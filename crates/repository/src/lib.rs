//! Refresh-and-cache coordination for the DevBytes video playlist.
//!
//! [`VideosRepository`] is the only thing presentation code needs: it pulls
//! the playlist from a [`PlaylistSource`](devbytes_network::PlaylistSource),
//! writes it to the [`VideoStore`](devbytes_cache::VideoStore), and exposes
//! the cached playlist as a live stream of [`DevByteVideo`]s. The write path
//! and the read path only meet inside the store.

mod domain;
pub mod error;
pub mod mapper;
mod repository;

pub use crate::domain::DevByteVideo;
pub use crate::repository::VideosRepository;
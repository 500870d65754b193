//! CLI Error Types

use derive_more::{Display, Error};

pub type Error = exn::Exn<ErrorKind>;
pub type Result<T> = std::result::Result<T, Error>;

#[derive(Debug, Display, Error, Clone, Copy, PartialEq, Eq)]
pub enum ErrorKind {
    #[display("could not load configuration")]
    Config,
    #[display("could not open the offline cache")]
    Open,
    #[display("could not set up the playlist source")]
    Source,
    #[display("refresh failed")]
    Refresh,
    #[display("could not read the offline cache")]
    Read,
    #[display("could not write output")]
    Output,
}
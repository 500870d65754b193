//! Remote playlist source for the DevBytes offline cache.
//!
//! A [`PlaylistSource`] makes exactly one attempt per call to fetch the
//! current playlist. It keeps no state and no cache of its own; retrying and
//! persisting are the caller's business.

pub mod error;
mod models;
pub mod source;

pub use crate::models::{NetworkVideo, NetworkVideoContainer};
pub use crate::source::PlaylistSource;
use std::sync::Arc;

/// Default playlist endpoint.
pub const DEFAULT_ENDPOINT: &str = "https://android-kotlin-fun-mars-server.appspot.com/devbytes";

pub type SourceHandle = Arc<dyn PlaylistSource + Send + Sync>;
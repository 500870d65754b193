//! Repository Error Types
//!
//! This module provides structured errors using `exn` for automatic location
//! tracking and error tree construction.

use derive_more::{Display, Error};
use devbytes_cache::error::Error as CacheError;
use devbytes_network::error::Error as NetworkError;

/// A refresh error with automatic location tracking.
pub type Error = exn::Exn<ErrorKind>;
/// Result type alias for repository operations.
pub type Result<T> = std::result::Result<T, Error>;

/// Why a refresh failed. The original error is kept as the child frame.
#[derive(Debug, Display, Error, Clone, Copy, PartialEq, Eq)]
pub enum ErrorKind {
    /// The playlist could not be fetched (connection, timeout or HTTP status).
    #[display("could not fetch the playlist")]
    Network {
        #[error(not(source))]
        retryable: bool,
    },
    /// The playlist was fetched but could not be understood.
    #[display("could not decode the playlist")]
    Decode,
    /// The playlist could not be written to the offline cache.
    #[display("could not update the offline cache")]
    Storage {
        #[error(not(source))]
        retryable: bool,
    },
}

impl ErrorKind {
    /// Convert a fetch error into a refresh error, preserving the network
    /// crate's `Exn` frame as a child in the error tree.
    #[track_caller]
    pub fn network(err: NetworkError) -> Error {
        let kind = match err.is_decode() {
            true => Self::Decode,
            false => Self::Network { retryable: err.is_retryable() },
        };
        err.raise(kind)
    }

    /// Convert a cache error into a refresh error, preserving the cache
    /// crate's `Exn` frame as a child in the error tree.
    #[track_caller]
    pub fn storage(err: CacheError) -> Error {
        let kind = Self::Storage { retryable: err.is_retryable() };
        err.raise(kind)
    }

    /// Returns `true` if the refresh failed before anything reached the cache
    /// because the remote source did not deliver a usable playlist.
    pub fn is_remote(&self) -> bool {
        matches!(self, Self::Network { .. } | Self::Decode)
    }

    /// Returns `true` if retrying might succeed.
    pub fn is_retryable(&self) -> bool {
        match self {
            Self::Network { retryable } | Self::Storage { retryable } => *retryable,
            Self::Decode => false,
        }
    }
}

#[cfg(test)]
mod tests {
    use super::*;
    use devbytes_cache::error::ErrorKind as CacheErrorKind;
    use devbytes_network::error::ErrorKind as NetworkErrorKind;
    use rstest::rstest;

    #[rstest]
    #[case(NetworkErrorKind::Network, ErrorKind::Network { retryable: true })]
    #[case(NetworkErrorKind::Status(500), ErrorKind::Network { retryable: true })]
    #[case(NetworkErrorKind::Status(404), ErrorKind::Network { retryable: false })]
    #[case(NetworkErrorKind::InvalidEndpoint("file:///".to_string()), ErrorKind::Network { retryable: false })]
    #[case(NetworkErrorKind::Decode, ErrorKind::Decode)]
    fn test_network_classification(#[case] child: NetworkErrorKind, #[case] expected: ErrorKind) {
        let err = ErrorKind::network(exn::Exn::from(child));
        assert_eq!(*err, expected);
        assert!(err.is_remote());
    }

    #[rstest]
    #[case(CacheErrorKind::Database, ErrorKind::Storage { retryable: true })]
    #[case(CacheErrorKind::Constraint, ErrorKind::Storage { retryable: false })]
    fn test_storage_classification(#[case] child: CacheErrorKind, #[case] expected: ErrorKind) {
        let err = ErrorKind::storage(exn::Exn::from(child));
        assert_eq!(*err, expected);
        assert!(!err.is_remote());
    }
}
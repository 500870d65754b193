//! Cache Error Types
//!
//! This module provides structured errors using `exn` for automatic location
//! tracking and error tree construction.

use derive_more::{Display, Error};

/// A cache error with automatic location tracking.
pub type Error = exn::Exn<ErrorKind>;
/// Result type alias for cache operations.
pub type Result<T> = std::result::Result<T, Error>;

/// Actionable error categories.
///
/// These describe what the caller should *do*, not what went wrong internally.
#[derive(Debug, Display, Error, Clone, Copy, PartialEq, Eq)]
pub enum ErrorKind {
    #[display("database error")]
    Database,
    #[display("database migration error")]
    Migration,
    /// A record in the batch violated a table constraint; nothing was written.
    #[display("record violates a cache constraint")]
    Constraint,
    /// The background write task panicked or was aborted by the runtime.
    #[display("cache write was interrupted")]
    Interrupted,
}

impl ErrorKind {
    /// Returns `true` if retrying might succeed.
    pub fn is_retryable(&self) -> bool {
        matches!(self, Self::Database | Self::Interrupted)
    }

    pub(crate) fn classify(err: &sqlx::Error) -> Self {
        match err.as_database_error().map(|db| db.kind()) {
            Some(sqlx::error::ErrorKind::Other) | None => Self::Database,
            Some(_) => Self::Constraint,
        }
    }
}

#[cfg(test)]
mod tests {
    use super::*;
    use rstest::rstest;

    #[rstest]
    #[case(ErrorKind::Database, true)]
    #[case(ErrorKind::Migration, false)]
    #[case(ErrorKind::Constraint, false)]
    #[case(ErrorKind::Interrupted, true)]
    fn test_is_retryable(#[case] kind: ErrorKind, #[case] expected: bool) {
        assert_eq!(kind.is_retryable(), expected);
    }

    #[test]
    fn test_classify_non_database_error() {
        assert_eq!(ErrorKind::classify(&sqlx::Error::RowNotFound), ErrorKind::Database);
    }
}
/// One cached video, exactly as persisted in the `videos` table.
///
/// The `url` is the row identity: writing a record whose `url` already exists
/// overwrites that row in place. `updated` is kept as the verbatim timestamp
/// string the playlist endpoint sent.
#[derive(Debug, Clone, PartialEq, Eq, Hash, sqlx::FromRow)]
pub struct VideoRecord {
    pub url: String,
    pub title: String,
    pub description: String,
    pub updated: String,
    pub thumbnail: String,
}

• [REQUIRED WORK]: Check each line of the data above for the string "Some", and copy the ones that have it.

• [SOLUTION TO THIS TASK]:
            Some(sqlx::error::ErrorKind::Other) | None => Self::Database,
            Some(_) => Self::Constraint,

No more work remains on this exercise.